Please repeat the records exactly from their first line, finishing at the line containing "read back with" and including it.

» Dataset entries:
*** Block opens ***

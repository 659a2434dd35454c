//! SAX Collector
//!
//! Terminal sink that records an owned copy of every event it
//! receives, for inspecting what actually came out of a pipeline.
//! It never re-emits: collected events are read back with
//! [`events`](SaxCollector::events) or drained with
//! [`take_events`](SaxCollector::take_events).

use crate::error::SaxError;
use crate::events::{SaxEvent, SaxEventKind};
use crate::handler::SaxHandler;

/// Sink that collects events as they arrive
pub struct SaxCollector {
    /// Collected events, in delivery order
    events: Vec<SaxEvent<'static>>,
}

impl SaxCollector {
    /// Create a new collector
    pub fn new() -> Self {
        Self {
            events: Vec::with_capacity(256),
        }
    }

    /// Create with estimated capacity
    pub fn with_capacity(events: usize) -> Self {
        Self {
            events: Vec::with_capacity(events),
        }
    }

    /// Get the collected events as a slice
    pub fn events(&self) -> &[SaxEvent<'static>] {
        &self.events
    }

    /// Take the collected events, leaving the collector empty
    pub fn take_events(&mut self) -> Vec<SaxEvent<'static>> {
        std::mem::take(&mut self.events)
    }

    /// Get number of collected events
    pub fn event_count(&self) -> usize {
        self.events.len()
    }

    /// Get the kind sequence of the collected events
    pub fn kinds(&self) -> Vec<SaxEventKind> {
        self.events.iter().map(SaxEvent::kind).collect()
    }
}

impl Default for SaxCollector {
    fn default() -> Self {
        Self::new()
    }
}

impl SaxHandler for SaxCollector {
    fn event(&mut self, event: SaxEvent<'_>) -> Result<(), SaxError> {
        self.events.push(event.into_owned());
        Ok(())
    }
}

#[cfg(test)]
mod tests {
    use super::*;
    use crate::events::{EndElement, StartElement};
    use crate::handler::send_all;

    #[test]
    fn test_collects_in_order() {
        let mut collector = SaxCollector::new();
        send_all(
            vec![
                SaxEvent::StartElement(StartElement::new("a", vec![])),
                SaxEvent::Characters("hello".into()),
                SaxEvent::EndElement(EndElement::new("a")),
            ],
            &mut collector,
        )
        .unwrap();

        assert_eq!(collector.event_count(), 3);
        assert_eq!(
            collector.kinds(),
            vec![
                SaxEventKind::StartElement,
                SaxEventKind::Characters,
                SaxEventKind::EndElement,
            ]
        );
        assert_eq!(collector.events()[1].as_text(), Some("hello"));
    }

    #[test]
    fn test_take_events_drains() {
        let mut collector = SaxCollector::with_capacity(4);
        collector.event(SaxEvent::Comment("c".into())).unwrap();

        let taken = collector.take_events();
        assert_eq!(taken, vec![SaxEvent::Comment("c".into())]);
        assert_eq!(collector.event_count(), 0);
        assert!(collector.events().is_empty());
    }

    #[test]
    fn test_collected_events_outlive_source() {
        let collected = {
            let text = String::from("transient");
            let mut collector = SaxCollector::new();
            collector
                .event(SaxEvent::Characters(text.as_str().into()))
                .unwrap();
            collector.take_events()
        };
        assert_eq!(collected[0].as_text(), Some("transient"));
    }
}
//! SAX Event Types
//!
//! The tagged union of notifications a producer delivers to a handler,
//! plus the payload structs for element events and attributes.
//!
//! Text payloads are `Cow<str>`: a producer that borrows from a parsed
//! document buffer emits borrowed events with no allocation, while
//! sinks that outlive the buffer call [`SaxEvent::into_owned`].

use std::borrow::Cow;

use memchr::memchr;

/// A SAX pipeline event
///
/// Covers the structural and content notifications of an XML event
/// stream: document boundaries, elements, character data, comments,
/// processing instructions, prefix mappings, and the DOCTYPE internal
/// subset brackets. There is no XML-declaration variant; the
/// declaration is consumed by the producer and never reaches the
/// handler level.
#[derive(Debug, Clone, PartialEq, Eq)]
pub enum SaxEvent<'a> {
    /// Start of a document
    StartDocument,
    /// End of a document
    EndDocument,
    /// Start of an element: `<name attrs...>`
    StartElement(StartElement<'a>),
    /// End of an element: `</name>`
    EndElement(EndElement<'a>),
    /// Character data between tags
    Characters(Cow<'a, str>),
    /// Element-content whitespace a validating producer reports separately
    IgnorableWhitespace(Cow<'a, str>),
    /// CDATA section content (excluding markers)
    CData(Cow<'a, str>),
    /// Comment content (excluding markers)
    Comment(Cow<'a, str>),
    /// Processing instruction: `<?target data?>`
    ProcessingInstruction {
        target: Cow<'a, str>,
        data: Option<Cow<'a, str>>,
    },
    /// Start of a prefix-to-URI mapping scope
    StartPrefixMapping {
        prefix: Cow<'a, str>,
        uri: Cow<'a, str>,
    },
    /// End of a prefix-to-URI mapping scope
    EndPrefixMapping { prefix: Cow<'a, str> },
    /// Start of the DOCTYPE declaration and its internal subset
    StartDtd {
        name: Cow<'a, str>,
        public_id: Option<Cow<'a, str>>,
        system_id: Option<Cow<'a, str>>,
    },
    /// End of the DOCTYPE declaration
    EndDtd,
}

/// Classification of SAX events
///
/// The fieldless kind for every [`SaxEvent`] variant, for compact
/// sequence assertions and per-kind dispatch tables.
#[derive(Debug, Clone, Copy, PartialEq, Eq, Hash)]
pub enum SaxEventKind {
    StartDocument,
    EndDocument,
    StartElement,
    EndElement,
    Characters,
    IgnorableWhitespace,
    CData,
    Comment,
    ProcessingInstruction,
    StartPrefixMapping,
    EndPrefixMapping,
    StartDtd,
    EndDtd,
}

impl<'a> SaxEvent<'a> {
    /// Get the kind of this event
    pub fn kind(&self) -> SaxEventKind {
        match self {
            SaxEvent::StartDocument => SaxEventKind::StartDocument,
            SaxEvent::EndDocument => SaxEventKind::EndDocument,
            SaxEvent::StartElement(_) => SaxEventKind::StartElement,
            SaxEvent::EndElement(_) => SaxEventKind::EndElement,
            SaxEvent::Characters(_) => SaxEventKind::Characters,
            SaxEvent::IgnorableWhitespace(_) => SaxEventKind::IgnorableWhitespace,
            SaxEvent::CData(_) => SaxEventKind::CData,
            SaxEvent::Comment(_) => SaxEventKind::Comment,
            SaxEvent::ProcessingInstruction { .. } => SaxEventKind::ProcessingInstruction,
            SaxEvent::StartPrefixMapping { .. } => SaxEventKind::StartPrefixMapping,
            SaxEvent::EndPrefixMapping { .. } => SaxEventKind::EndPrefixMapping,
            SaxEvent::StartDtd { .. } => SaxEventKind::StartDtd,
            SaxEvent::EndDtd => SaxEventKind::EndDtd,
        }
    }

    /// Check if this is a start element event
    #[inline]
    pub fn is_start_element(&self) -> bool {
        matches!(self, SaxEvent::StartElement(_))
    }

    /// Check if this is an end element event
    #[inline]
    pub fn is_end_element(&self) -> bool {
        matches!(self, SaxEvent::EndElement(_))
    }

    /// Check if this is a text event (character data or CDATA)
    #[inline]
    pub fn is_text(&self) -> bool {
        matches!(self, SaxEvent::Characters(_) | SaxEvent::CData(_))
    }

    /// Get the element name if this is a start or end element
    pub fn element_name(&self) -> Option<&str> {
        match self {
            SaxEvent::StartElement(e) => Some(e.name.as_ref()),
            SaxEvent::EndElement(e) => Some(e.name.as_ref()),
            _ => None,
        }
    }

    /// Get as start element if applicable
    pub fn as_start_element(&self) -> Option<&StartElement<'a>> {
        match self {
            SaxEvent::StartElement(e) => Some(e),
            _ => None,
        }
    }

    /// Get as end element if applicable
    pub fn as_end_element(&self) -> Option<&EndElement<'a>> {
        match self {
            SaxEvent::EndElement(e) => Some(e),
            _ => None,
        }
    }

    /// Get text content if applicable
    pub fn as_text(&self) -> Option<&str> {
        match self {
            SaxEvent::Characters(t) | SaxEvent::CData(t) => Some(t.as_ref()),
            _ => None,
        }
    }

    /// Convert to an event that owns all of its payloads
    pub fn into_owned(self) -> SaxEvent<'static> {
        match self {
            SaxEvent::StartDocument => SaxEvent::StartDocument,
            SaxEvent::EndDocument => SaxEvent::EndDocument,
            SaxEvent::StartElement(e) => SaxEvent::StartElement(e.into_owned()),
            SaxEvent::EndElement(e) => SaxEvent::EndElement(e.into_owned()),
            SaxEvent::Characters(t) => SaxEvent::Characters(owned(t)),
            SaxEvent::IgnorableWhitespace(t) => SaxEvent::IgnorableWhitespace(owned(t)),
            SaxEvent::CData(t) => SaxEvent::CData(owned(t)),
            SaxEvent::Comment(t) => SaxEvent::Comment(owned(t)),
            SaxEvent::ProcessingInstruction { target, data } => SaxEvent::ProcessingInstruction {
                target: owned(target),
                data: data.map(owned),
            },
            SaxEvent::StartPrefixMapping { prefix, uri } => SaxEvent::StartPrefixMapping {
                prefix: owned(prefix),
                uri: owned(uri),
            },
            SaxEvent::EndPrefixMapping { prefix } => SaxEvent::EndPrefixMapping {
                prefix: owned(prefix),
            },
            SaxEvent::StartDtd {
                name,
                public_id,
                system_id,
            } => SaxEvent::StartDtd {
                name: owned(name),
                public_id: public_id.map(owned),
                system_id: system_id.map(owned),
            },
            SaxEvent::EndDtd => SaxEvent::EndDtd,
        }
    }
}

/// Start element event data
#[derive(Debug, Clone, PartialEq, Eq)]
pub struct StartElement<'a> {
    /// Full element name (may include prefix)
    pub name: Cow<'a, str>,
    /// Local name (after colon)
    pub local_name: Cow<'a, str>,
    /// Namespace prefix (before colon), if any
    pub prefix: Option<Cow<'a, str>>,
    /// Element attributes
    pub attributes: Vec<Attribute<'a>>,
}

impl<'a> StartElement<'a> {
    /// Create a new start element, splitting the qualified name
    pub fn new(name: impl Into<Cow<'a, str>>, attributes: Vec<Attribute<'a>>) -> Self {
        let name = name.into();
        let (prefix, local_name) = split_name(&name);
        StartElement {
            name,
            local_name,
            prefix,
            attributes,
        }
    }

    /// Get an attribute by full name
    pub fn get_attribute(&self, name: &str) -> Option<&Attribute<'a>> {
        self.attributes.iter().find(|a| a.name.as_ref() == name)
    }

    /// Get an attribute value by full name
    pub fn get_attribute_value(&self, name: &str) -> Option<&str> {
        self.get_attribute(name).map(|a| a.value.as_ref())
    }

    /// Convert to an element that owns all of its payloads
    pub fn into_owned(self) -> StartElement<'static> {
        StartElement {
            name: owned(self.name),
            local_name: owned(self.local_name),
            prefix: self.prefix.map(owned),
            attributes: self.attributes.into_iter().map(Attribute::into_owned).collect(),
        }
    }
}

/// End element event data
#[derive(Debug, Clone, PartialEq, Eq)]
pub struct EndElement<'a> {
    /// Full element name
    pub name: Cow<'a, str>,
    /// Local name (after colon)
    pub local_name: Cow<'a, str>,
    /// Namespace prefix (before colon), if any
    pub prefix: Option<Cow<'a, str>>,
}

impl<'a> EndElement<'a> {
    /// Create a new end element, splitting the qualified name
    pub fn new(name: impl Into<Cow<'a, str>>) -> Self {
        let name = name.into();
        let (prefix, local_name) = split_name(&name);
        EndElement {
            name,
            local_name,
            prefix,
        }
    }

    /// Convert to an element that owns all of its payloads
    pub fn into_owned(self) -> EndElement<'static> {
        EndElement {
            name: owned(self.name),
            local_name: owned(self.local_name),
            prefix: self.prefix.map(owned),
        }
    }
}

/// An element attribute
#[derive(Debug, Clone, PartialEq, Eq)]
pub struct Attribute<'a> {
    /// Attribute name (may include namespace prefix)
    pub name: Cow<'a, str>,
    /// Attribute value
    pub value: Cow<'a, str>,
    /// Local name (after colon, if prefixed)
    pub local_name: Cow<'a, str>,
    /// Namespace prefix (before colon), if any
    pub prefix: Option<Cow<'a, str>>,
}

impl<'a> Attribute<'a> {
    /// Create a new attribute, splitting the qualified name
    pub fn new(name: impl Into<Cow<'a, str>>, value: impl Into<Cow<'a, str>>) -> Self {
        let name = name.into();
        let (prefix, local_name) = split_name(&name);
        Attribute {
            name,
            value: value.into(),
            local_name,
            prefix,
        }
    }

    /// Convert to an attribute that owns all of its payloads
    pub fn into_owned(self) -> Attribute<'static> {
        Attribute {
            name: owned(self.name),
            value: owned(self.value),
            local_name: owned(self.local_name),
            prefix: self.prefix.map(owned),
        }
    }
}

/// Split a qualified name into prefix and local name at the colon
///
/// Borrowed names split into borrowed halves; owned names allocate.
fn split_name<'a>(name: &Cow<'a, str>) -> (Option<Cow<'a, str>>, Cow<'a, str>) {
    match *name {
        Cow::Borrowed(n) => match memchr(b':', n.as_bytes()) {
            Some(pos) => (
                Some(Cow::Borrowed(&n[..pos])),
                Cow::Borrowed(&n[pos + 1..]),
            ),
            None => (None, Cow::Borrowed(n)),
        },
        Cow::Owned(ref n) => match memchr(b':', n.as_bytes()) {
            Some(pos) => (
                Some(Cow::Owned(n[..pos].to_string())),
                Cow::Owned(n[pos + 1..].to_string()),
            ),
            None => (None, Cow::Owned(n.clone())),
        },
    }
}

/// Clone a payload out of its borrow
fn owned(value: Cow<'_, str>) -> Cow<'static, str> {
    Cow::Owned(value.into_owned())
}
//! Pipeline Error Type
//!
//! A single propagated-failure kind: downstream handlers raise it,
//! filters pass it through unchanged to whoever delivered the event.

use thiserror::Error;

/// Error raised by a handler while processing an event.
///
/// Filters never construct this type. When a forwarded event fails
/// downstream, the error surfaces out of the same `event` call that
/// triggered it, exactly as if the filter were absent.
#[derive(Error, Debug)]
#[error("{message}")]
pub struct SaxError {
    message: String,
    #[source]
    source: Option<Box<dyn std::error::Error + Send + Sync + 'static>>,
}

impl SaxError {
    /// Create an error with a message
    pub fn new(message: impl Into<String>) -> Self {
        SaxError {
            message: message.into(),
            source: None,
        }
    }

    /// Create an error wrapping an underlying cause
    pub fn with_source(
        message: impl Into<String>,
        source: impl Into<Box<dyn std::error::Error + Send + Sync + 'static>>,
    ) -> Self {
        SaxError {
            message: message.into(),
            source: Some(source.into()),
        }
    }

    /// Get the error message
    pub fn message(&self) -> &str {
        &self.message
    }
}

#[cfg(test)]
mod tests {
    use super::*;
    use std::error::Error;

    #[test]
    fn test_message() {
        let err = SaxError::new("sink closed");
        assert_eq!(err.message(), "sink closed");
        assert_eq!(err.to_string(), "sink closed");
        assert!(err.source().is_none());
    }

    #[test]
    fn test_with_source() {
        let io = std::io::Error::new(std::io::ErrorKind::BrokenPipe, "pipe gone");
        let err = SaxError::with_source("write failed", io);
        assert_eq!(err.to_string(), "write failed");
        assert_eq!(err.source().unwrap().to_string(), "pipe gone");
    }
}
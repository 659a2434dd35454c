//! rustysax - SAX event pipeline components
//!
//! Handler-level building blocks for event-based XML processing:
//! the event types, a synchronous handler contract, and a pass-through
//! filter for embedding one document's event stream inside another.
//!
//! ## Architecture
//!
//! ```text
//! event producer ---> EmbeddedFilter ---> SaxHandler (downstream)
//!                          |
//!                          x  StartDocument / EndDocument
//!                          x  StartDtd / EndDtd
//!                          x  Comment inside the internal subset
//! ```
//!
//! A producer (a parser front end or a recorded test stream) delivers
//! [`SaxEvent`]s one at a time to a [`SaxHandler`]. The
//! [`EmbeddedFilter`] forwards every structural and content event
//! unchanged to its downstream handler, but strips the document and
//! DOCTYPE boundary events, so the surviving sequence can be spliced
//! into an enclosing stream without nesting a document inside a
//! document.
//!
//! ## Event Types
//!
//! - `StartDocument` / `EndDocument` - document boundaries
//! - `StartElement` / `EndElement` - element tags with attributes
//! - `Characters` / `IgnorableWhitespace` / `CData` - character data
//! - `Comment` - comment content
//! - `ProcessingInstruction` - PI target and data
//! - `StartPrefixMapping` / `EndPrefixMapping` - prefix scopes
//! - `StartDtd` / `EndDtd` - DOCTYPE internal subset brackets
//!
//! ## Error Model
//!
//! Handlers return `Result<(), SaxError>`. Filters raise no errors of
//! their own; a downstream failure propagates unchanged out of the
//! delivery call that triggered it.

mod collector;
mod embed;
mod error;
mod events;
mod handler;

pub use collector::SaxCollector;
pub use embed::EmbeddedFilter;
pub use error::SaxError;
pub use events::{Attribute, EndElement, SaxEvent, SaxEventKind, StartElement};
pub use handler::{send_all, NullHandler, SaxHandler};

*** Block closes ***

» Task response:
repository 659a2434dd35454c
//! SAX Collector
//!
//! Terminal sink that records an owned copy of every event it
//! receives, for inspecting what actually came out of a pipeline.
//! It never re-emits: collected events are read back with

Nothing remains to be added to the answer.